*WORK REQUEST:*
Find how many lines in the material below hold the word "CollectionDefinitionBuilder". Reply with that figure alone.

*LISTED RECORDS:*

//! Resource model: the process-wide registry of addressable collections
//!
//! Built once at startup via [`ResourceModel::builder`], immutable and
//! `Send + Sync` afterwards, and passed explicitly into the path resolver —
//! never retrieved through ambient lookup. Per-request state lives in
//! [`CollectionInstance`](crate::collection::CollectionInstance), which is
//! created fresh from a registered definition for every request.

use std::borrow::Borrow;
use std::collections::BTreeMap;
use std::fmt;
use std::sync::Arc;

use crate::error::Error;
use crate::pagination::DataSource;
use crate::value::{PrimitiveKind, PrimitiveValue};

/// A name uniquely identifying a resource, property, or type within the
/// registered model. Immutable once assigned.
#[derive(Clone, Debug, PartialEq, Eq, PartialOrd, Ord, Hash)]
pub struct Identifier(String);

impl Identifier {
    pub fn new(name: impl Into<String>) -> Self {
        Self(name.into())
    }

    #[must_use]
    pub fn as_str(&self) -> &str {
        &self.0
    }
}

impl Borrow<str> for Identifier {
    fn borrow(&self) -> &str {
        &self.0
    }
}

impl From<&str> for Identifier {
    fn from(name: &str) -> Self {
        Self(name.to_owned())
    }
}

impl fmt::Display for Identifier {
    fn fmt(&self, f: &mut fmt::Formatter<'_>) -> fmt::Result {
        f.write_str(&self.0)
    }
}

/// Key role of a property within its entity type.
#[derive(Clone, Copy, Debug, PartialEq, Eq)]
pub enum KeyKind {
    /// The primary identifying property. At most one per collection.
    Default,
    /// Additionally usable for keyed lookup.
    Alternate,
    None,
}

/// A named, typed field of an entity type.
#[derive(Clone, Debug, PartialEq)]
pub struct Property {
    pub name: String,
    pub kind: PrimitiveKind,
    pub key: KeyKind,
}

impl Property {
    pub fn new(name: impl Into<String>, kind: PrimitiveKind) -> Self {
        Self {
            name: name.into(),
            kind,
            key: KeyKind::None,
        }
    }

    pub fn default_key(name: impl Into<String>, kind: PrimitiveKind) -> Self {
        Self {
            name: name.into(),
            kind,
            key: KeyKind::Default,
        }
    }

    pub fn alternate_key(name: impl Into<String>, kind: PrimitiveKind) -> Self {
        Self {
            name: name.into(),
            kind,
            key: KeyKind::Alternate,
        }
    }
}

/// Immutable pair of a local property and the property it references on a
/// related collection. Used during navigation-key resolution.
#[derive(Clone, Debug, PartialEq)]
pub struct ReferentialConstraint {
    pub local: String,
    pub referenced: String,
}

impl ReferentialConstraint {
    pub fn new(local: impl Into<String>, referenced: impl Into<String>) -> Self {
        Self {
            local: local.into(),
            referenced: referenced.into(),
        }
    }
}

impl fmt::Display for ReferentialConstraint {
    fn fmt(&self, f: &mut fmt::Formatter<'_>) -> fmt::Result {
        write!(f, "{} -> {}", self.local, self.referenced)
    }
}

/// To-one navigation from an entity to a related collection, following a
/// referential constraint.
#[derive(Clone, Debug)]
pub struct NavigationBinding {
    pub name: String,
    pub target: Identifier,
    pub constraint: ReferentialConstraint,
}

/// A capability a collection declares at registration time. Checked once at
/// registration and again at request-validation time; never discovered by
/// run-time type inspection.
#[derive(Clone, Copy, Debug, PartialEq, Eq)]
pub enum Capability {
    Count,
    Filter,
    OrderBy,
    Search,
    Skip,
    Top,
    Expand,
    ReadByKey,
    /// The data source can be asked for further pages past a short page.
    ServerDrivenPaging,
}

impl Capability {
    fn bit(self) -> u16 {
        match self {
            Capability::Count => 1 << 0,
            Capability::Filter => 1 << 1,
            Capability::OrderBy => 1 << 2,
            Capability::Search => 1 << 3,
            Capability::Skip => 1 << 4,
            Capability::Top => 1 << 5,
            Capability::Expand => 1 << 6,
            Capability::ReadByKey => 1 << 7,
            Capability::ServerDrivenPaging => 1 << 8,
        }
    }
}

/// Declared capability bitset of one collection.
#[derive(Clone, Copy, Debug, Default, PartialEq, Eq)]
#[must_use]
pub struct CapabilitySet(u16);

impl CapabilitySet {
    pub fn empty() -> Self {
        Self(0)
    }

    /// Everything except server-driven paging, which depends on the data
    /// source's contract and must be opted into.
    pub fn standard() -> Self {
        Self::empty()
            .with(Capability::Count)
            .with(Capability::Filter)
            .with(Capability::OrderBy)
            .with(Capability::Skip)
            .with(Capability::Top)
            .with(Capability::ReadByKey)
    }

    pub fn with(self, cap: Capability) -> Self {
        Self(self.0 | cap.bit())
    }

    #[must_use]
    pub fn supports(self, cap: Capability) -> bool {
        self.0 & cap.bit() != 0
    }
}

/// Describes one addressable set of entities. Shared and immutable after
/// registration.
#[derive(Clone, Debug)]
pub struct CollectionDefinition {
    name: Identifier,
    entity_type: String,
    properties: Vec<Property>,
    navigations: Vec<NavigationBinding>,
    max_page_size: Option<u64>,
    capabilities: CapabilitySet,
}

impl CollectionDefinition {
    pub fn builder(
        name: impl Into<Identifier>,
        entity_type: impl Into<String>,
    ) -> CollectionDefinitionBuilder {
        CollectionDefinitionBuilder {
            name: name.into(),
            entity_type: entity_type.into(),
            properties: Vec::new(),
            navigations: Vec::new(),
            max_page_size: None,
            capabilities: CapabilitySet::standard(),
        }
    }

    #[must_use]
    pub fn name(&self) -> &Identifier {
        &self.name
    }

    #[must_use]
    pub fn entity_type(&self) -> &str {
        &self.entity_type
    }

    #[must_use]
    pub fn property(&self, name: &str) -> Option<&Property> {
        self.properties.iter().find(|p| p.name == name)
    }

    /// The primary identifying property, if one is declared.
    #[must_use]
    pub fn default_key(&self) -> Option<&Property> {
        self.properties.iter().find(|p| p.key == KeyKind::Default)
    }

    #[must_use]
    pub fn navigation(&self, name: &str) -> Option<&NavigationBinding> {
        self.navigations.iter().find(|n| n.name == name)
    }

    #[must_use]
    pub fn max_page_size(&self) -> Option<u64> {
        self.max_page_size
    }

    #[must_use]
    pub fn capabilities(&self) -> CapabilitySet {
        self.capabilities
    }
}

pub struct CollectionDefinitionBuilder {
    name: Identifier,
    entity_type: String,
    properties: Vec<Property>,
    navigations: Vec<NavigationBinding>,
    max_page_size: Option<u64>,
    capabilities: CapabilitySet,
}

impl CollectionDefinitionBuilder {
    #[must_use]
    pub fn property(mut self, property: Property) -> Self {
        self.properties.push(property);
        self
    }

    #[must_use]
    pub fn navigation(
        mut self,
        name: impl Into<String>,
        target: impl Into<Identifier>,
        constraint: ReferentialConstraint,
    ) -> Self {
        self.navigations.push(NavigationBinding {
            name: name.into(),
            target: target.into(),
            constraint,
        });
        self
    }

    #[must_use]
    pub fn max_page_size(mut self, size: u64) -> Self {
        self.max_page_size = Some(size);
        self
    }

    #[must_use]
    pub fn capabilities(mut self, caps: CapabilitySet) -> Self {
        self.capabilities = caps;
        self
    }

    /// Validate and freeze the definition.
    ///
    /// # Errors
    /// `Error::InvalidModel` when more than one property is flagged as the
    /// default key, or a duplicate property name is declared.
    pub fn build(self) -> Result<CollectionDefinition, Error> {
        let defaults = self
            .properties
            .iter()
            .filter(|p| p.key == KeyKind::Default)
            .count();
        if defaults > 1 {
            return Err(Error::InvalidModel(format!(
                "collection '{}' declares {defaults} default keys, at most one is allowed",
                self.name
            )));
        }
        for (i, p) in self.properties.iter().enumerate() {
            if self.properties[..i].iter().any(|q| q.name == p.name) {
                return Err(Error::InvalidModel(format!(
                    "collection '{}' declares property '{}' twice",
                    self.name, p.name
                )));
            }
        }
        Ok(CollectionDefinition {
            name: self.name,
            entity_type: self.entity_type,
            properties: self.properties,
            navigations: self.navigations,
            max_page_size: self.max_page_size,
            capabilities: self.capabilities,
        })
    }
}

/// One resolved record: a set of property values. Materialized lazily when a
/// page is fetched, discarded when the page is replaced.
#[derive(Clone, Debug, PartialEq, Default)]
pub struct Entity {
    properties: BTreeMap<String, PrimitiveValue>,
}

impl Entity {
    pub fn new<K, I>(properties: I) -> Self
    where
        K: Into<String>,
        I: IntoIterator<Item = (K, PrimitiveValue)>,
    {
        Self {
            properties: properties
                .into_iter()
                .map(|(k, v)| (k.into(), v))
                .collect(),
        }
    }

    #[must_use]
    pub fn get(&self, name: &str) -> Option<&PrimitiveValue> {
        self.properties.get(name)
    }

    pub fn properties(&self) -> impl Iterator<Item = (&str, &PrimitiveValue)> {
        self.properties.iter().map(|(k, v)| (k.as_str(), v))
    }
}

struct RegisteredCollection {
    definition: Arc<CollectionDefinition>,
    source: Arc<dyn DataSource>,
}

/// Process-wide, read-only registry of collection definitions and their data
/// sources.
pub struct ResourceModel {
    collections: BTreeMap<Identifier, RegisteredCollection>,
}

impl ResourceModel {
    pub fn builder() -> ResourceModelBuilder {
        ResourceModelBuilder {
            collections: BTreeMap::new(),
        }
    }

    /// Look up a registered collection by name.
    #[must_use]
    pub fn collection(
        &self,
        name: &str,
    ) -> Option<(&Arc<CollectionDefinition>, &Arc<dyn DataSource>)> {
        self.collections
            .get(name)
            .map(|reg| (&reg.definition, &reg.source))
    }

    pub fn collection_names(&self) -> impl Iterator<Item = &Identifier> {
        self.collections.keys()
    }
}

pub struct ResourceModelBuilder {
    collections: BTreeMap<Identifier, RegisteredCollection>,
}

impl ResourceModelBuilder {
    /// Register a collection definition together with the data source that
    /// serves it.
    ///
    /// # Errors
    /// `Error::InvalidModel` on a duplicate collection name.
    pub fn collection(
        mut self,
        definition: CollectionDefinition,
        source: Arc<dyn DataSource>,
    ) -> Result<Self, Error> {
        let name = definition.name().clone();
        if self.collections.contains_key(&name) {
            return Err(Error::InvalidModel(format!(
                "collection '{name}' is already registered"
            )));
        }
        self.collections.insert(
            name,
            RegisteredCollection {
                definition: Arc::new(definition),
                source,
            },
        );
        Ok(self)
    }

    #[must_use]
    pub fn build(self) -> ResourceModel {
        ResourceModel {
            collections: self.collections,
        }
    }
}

*PROBLEM SOLUTION:*
4